## What is expected
Every line of the listing must be repeated in the answer without alteration.

## Provided records
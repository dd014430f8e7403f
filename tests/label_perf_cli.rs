use assert_cmd::prelude::*;
use predicates::prelude::*;
use std::io::Write;
use std::process::Command;
use tempfile::NamedTempFile;

fn perf_file(content: &str) -> NamedTempFile {
    let mut file = NamedTempFile::new().unwrap();
    file.write_all(content.as_bytes()).unwrap();
    file
}

fn label_perf() -> Command {
    let mut cmd = Command::cargo_bin("label-perf").unwrap();
    cmd.env_remove("RUST_LOG")
        .env_remove("LABEL_PERF_CONFIG")
        .env_remove("LABEL_PERF_ON_MALFORMED")
        .env_remove("LABEL_PERF_LOG_LEVEL")
        .current_dir(std::env::temp_dir());
    cmd
}

#[test]
fn latency_regression_prints_bad() -> Result<(), Box<dyn std::error::Error>> {
    let file = perf_file("239 micros/op\n");
    label_perf()
        .arg("200")
        .arg("micros/op")
        .arg("greater")
        .arg(file.path())
        .assert()
        .success()
        .stdout("bad\n");
    Ok(())
}

#[test]
fn averaged_latency_at_threshold_prints_good() -> Result<(), Box<dyn std::error::Error>> {
    let file = perf_file("150 micros/op\n250 micros/op\n");
    label_perf()
        .args(["200", "micros/op", "greater"])
        .arg(file.path())
        .assert()
        .success()
        .stdout("good\n");
    Ok(())
}

#[test]
fn throughput_scenarios() -> Result<(), Box<dyn std::error::Error>> {
    let at_threshold = perf_file("700 MB/S\n");
    label_perf()
        .args(["700", "MB/S", "less"])
        .arg(at_threshold.path())
        .assert()
        .success()
        .stdout("good\n");

    let below = perf_file("650 MB/S\n");
    label_perf()
        .args(["700", "MB/S", "less"])
        .arg(below.path())
        .assert()
        .success()
        .stdout("bad\n");
    Ok(())
}

#[test]
fn no_measurements_prints_skip() -> Result<(), Box<dyn std::error::Error>> {
    let file = perf_file("benchmark finished without numbers\n");
    label_perf()
        .args(["700", "MB/S", "less"])
        .arg(file.path())
        .assert()
        .success()
        .stdout("skip\n");
    Ok(())
}

#[test]
fn missing_file_prints_usage_and_exits_1() -> Result<(), Box<dyn std::error::Error>> {
    label_perf()
        .args(["700", "MB/S", "less", "/nonexistent/label-perf/perf.txt"])
        .assert()
        .code(1)
        .stdout(predicate::str::contains("usage: label-perf"))
        .stdout(predicate::str::starts_with("good").not())
        .stdout(predicate::str::starts_with("bad").not())
        .stdout(predicate::str::starts_with("skip").not());
    Ok(())
}

#[test]
fn too_few_arguments_prints_usage_and_exits_1() -> Result<(), Box<dyn std::error::Error>> {
    label_perf()
        .args(["700", "MB/S"])
        .assert()
        .code(1)
        .stdout(predicate::str::contains("usage: label-perf"));

    label_perf()
        .assert()
        .code(1)
        .stdout(predicate::str::contains("averages them"));
    Ok(())
}

#[test]
fn invalid_direction_is_reported_on_stderr() -> Result<(), Box<dyn std::error::Error>> {
    let file = perf_file("650 MB/S\n");
    label_perf()
        .args(["700", "MB/S", "sideways"])
        .arg(file.path())
        .assert()
        .code(1)
        .stdout(predicate::str::is_empty())
        .stderr(predicate::str::contains("Invalid direction"));
    Ok(())
}

#[test]
fn malformed_measurement_fails_unless_skipped() -> Result<(), Box<dyn std::error::Error>> {
    let file = perf_file("650 MB/S\nfast MB/S\n");
    label_perf()
        .args(["700", "MB/S", "less"])
        .arg(file.path())
        .assert()
        .code(1)
        .stdout(predicate::str::is_empty())
        .stderr(predicate::str::contains("Malformed measurement on line 2"));

    label_perf()
        .env("LABEL_PERF_ON_MALFORMED", "skip")
        .args(["700", "MB/S", "less"])
        .arg(file.path())
        .assert()
        .success()
        .stdout("bad\n");
    Ok(())
}

#[test]
fn negative_threshold_is_accepted() -> Result<(), Box<dyn std::error::Error>> {
    let file = perf_file("-2.5 dB\n");
    label_perf()
        .args(["-3", "dB", "less"])
        .arg(file.path())
        .assert()
        .success()
        .stdout("good\n");
    Ok(())
}

#[test]
fn debug_logging_stays_off_stdout() -> Result<(), Box<dyn std::error::Error>> {
    let file = perf_file("239 micros/op\n");
    label_perf()
        .env("LABEL_PERF_LOG_LEVEL", "debug")
        .args(["200", "micros/op", "greater"])
        .arg(file.path())
        .assert()
        .success()
        .stdout("bad\n")
        .stderr(predicate::str::contains("count=1"));
    Ok(())
}

#[test]
fn usage_ignores_broken_config() -> Result<(), Box<dyn std::error::Error>> {
    label_perf()
        .env("LABEL_PERF_CONFIG", "/nonexistent/label-perf.toml")
        .args(["700", "MB/S"])
        .assert()
        .code(1)
        .stdout(predicate::str::contains("usage: label-perf"));

    label_perf()
        .env("LABEL_PERF_LOG_LEVEL", "not a [valid filter")
        .arg("--help")
        .assert()
        .success()
        .stdout(predicate::str::contains("label-perf"));
    Ok(())
}

#[test]
fn invalid_utf8_elsewhere_in_log_still_classifies() -> Result<(), Box<dyn std::error::Error>> {
    let mut file = NamedTempFile::new()?;
    file.write_all(b"latency 12 \xb5s\n239 micros/op\n")?;
    label_perf()
        .args(["200", "micros/op", "greater"])
        .arg(file.path())
        .assert()
        .success()
        .stdout("bad\n");
    Ok(())
}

## Result
repository dd014430f8e7403f
filename tests/label_perf_cli.rs
use assert_cmd::prelude::*;
use predicates::prelude::*;
use std::io::Write;
use std::process::Command;
use tempfile::NamedTempFile;

fn perf_file(content: &str) -> NamedTempFile {
    let mut file = NamedTempFile::new().unwrap();
    file.write_all(content.as_bytes()).unwrap();
    file
}

fn label_perf() -> Command {
    let mut cmd = Command::cargo_bin("label-perf").unwrap();
    cmd.env_remove("RUST_LOG")
        .env_remove("LABEL_PERF_CONFIG")
        .env_remove("LABEL_PERF_ON_MALFORMED")
        .env_remove("LABEL_PERF_LOG_LEVEL")
        .current_dir(std::env::temp_dir());
    cmd
}

#[test]
fn latency_regression_prints_bad() -> Result<(), Box<dyn std::error::Error>> {
    let file = perf_file("239 micros/op\n");
    label_perf()
        .arg("200")
        .arg("micros/op")
        .arg("greater")
        .arg(file.path())
        .assert()
        .success()
        .stdout("bad\n");
    Ok(())
}

#[test]
fn averaged_latency_at_threshold_prints_good() -> Result<(), Box<dyn std::error::Error>> {
    let file = perf_file("150 micros/op\n250 micros/op\n");
    label_perf()
        .args(["200", "micros/op", "greater"])
        .arg(file.path())
        .assert()
        .success()
        .stdout("good\n");
    Ok(())
}

#[test]
fn throughput_scenarios() -> Result<(), Box<dyn std::error::Error>> {
    let at_threshold = perf_file("700 MB/S\n");
    label_perf()
        .args(["700", "MB/S", "less"])
        .arg(at_threshold.path())
        .assert()
        .success()
        .stdout("good\n");

    let below = perf_file("650 MB/S\n");
    label_perf()
        .args(["700", "MB/S", "less"])
        .arg(below.path())
        .assert()
        .success()
        .stdout("bad\n");
    Ok(())
}

#[test]
fn no_measurements_prints_skip() -> Result<(), Box<dyn std::error::Error>> {
    let file = perf_file("benchmark finished without numbers\n");
    label_perf()
        .args(["700", "MB/S", "less"])
        .arg(file.path())
        .assert()
        .success()
        .stdout("skip\n");
    Ok(())
}

#[test]
fn missing_file_prints_usage_and_exits_1() -> Result<(), Box<dyn std::error::Error>> {
    label_perf()
        .args(["700", "MB/S", "less", "/nonexistent/label-perf/perf.txt"])
        .assert()
        .code(1)
        .stdout(predicate::str::contains("usage: label-perf"))
        .stdout(predicate::str::starts_with("good").not())
        .stdout(predicate::str::starts_with("bad").not())
        .stdout(predicate::str::starts_with("skip").not());
    Ok(())
}

#[test]
fn too_few_arguments_prints_usage_and_exits_1() -> Result<(), Box<dyn std::error::Error>> {
    label_perf()
        .args(["700", "MB/S"])
        .assert()
        .code(1)
        .stdout(predicate::str::contains("usage: label-perf"));

    label_perf()
        .assert()
        .code(1)
        .stdout(predicate::str::contains("averages them"));
    Ok(())
}

#[test]
fn invalid_direction_is_reported_on_stderr() -> Result<(), Box<dyn std::error::Error>> {
    let file = perf_file("650 MB/S\n");
    label_perf()
        .args(["700", "MB/S", "sideways"])
        .arg(file.path())
        .assert()
        .code(1)
        .stdout(predicate::str::is_empty())
        .stderr(predicate::str::contains("Invalid direction"));
    Ok(())
}

#[test]
fn malformed_measurement_fails_unless_skipped() -> Result<(), Box<dyn std::error::Error>> {
    let file = perf_file("650 MB/S\nfast MB/S\n");
    label_perf()
        .args(["700", "MB/S", "less"])
        .arg(file.path())
        .assert()
        .code(1)
        .stdout(predicate::str::is_empty())
        .stderr(predicate::str::contains("Malformed measurement on line 2"));

    label_perf()
        .env("LABEL_PERF_ON_MALFORMED", "skip")
        .args(["700", "MB/S", "less"])
        .arg(file.path())
        .assert()
        .success()
        .stdout("bad\n");
    Ok(())
}

#[test]
fn negative_threshold_is_accepted() -> Result<(), Box<dyn std::error::Error>> {
    let file = perf_file("-2.5 dB\n");
    label_perf()
        .args(["-3", "dB", "less"])
        .arg(file.path())
        .assert()
        .success()
        .stdout("good\n");
    Ok(())
}

#[test]
fn debug_logging_stays_off_stdout() -> Result<(), Box<dyn std::error::Error>> {
    let file = perf_file("239 micros/op\n");
    label_perf()
        .env("LABEL_PERF_LOG_LEVEL", "debug")
        .args(["200", "micros/op", "greater"])
        .arg(file.path())
        .assert()
        .success()
        .stdout("bad\n")
        .stderr(predicate::str::contains("count=1"));
    Ok(())
}

#[test]
fn usage_ignores_broken_config() -> Result<(), Box<dyn std::error::Error>> {
    label_perf()
        .env("LABEL_PERF_CONFIG", "/nonexistent/label-perf.toml")
        .args(["700", "MB/S"])
        .assert()
        .code(1)
        .stdout(predicate::str::contains("usage: label-perf"));

    label_perf()
        .env("LABEL_PERF_LOG_LEVEL", "not a [valid filter")
        .arg("--help")
        .assert()
        .success()
        .stdout(predicate::str::contains("label-perf"));
    Ok(())
}

#[test]
fn invalid_utf8_elsewhere_in_log_still_classifies() -> Result<(), Box<dyn std::error::Error>> {
    let mut file = NamedTempFile::new()?;
    file.write_all(b"latency 12 \xb5s\n239 micros/op\n")?;
    label_perf()
        .args(["200", "micros/op", "greater"])
        .arg(file.path())
        .assert()
        .success()
        .stdout("bad\n");
    Ok(())
}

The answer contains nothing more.